Let's take a big power of 2, such as:
2 ^ 2000
We first re-express it using a power of 10:
10 ^ (2000 * log10 (2))
Which yields:
10 ^ 602.05999132796239042747778944899
But we want it re-expressed in the more useful form of: man * 10^exp, the scientific notation (just in case).
We know that x^(a+b) == (x^a) * (x^b), where x=10 and (conveniently) a and b can be the integer and the fractional parts of 602.05999132796239042747778944899
In other words:
10 ^ (602 + 0.05999132796239042747778944899) == (10 ^ 602) * (10 ^ 0.05999132796239042747778944899)
We can rearrange it in:
10 ^ 0.05999132796239042747778944899 * 10 ^ 602
Which yields:
1.1481306952742545242328332011881 * 10 ^ 602
And that's the result of 2 ^ 2000:
1.1481306952742545242328332011881e+602
You may calculate this with fixed math, but you won't get as many ULPs and it'll take more time. Either way you're going to get an approximation of the sought value.

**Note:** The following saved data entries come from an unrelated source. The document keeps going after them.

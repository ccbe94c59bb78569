//! Argon2id password hashing, verification, and strength validation.
//!
//! All password hashes use the Argon2id variant with a cryptographically
//! random salt generated via [`OsRng`]. The PHC string format is used for
//! storage so that algorithm parameters and salt are embedded in the hash
//! itself.

use argon2::password_hash::rand_core::OsRng;
use argon2::password_hash::{PasswordHash, PasswordHasher, PasswordVerifier, SaltString};
use argon2::Argon2;

/// Minimum accepted password length for public registration.
pub const MIN_PASSWORD_LENGTH: usize = 8;

/// Hash a plaintext password using Argon2id with a random salt.
///
/// Returns the PHC-formatted hash string.
pub fn hash_password(password: &str) -> Result<String, argon2::password_hash::Error> {
    let salt = SaltString::generate(&mut OsRng);
    let argon2 = Argon2::default(); // Argon2id with default params
    let hash = argon2.hash_password(password.as_bytes(), &salt)?;
    Ok(hash.to_string())
}

/// Verify a plaintext password against a stored PHC-formatted hash.
///
/// Returns `Ok(true)` if the password matches, `Ok(false)` if it does not.
pub fn verify_password(password: &str, hash: &str) -> Result<bool, argon2::password_hash::Error> {
    let parsed_hash = PasswordHash::new(hash)?;
    match Argon2::default().verify_password(password.as_bytes(), &parsed_hash) {
        Ok(()) => Ok(true),
        Err(argon2::password_hash::Error::Password) => Ok(false),
        Err(e) => Err(e),
    }
}

/// Validate that a password meets minimum strength requirements.
pub fn validate_password_strength(password: &str) -> Result<(), String> {
    if password.len() < MIN_PASSWORD_LENGTH {
        return Err(format!(
            "Password must be at least {MIN_PASSWORD_LENGTH} characters long"
        ));
    }
    Ok(())
}
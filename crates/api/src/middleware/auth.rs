//! JWT-based authentication extractors for Axum handlers.

use axum::extract::FromRequestParts;
use axum::http::request::Parts;
use portal_core::error::CoreError;
use portal_core::types::DbId;

use crate::auth::jwt::validate_token;
use crate::error::AppError;
use crate::state::AppState;

/// Authenticated user extracted from a JWT Bearer token in the
/// `Authorization` header.
///
/// Use this as an extractor parameter in any handler that requires
/// authentication:
///
/// ```ignore
/// async fn my_handler(user: AuthUser) -> AppResult<Json<()>> {
///     tracing::info!(user_id = user.user_id, "handling request");
///     Ok(Json(()))
/// }
/// ```
#[derive(Debug, Clone)]
pub struct AuthUser {
    /// The user's internal database id (from `claims.sub`).
    pub user_id: DbId,
    /// The user's email (from `claims.email`).
    pub email: String,
}

impl FromRequestParts<AppState> for AuthUser {
    type Rejection = AppError;

    async fn from_request_parts(
        parts: &mut Parts,
        state: &AppState,
    ) -> Result<Self, Self::Rejection> {
        let auth_header = parts
            .headers
            .get("authorization")
            .and_then(|v| v.to_str().ok())
            .ok_or_else(|| {
                AppError::Core(CoreError::Unauthorized(
                    "Missing Authorization header".into(),
                ))
            })?;

        let token = auth_header.strip_prefix("Bearer ").ok_or_else(|| {
            AppError::Core(CoreError::Unauthorized(
                "Invalid Authorization format. Expected: Bearer <token>".into(),
            ))
        })?;

        let claims = validate_token(token, &state.config.jwt).map_err(|_| {
            AppError::Core(CoreError::Unauthorized("Invalid or expired token".into()))
        })?;

        Ok(AuthUser {
            user_id: claims.sub,
            email: claims.email,
        })
    }
}

/// Like [`AuthUser`], but a missing or invalid token yields `None`
/// instead of rejecting.
///
/// Used by endpoints that answer differently for anonymous callers (the
/// admin-status check reports "not an admin" rather than 401).
#[derive(Debug, Clone)]
pub struct MaybeAuthUser(pub Option<AuthUser>);

impl FromRequestParts<AppState> for MaybeAuthUser {
    type Rejection = AppError;

    async fn from_request_parts(
        parts: &mut Parts,
        state: &AppState,
    ) -> Result<Self, Self::Rejection> {
        Ok(MaybeAuthUser(
            AuthUser::from_request_parts(parts, state).await.ok(),
        ))
    }
}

The above also works with smaller powers.
A quick demonstration for:
5^3 = 125
Here:
5^3 = 10 ^ (3 * log10 (5))
5^3 = 10 ^ 2.0969100130080564143587833158265
5^3 = 10 ^ (2 + 0.0969100130080564143587833158265)
5^3 = (10 ^ 2) * (10 ^ 0.0969100130080564143587833158265)
5^3 = 10 ^ 0.0969100130080564143587833158265 * 10 ^ 2
5^3 = 1.2499999999999999999999999999985 * 10 ^ 2
5^3 = 1.2499999999999999999999999999985e+2
If we account for the rounding error it becomes familiar:
5^3 = 1.25e+2
5^3 = 125
[edited to improve explanation]
modified 23-Oct-12 6:43am.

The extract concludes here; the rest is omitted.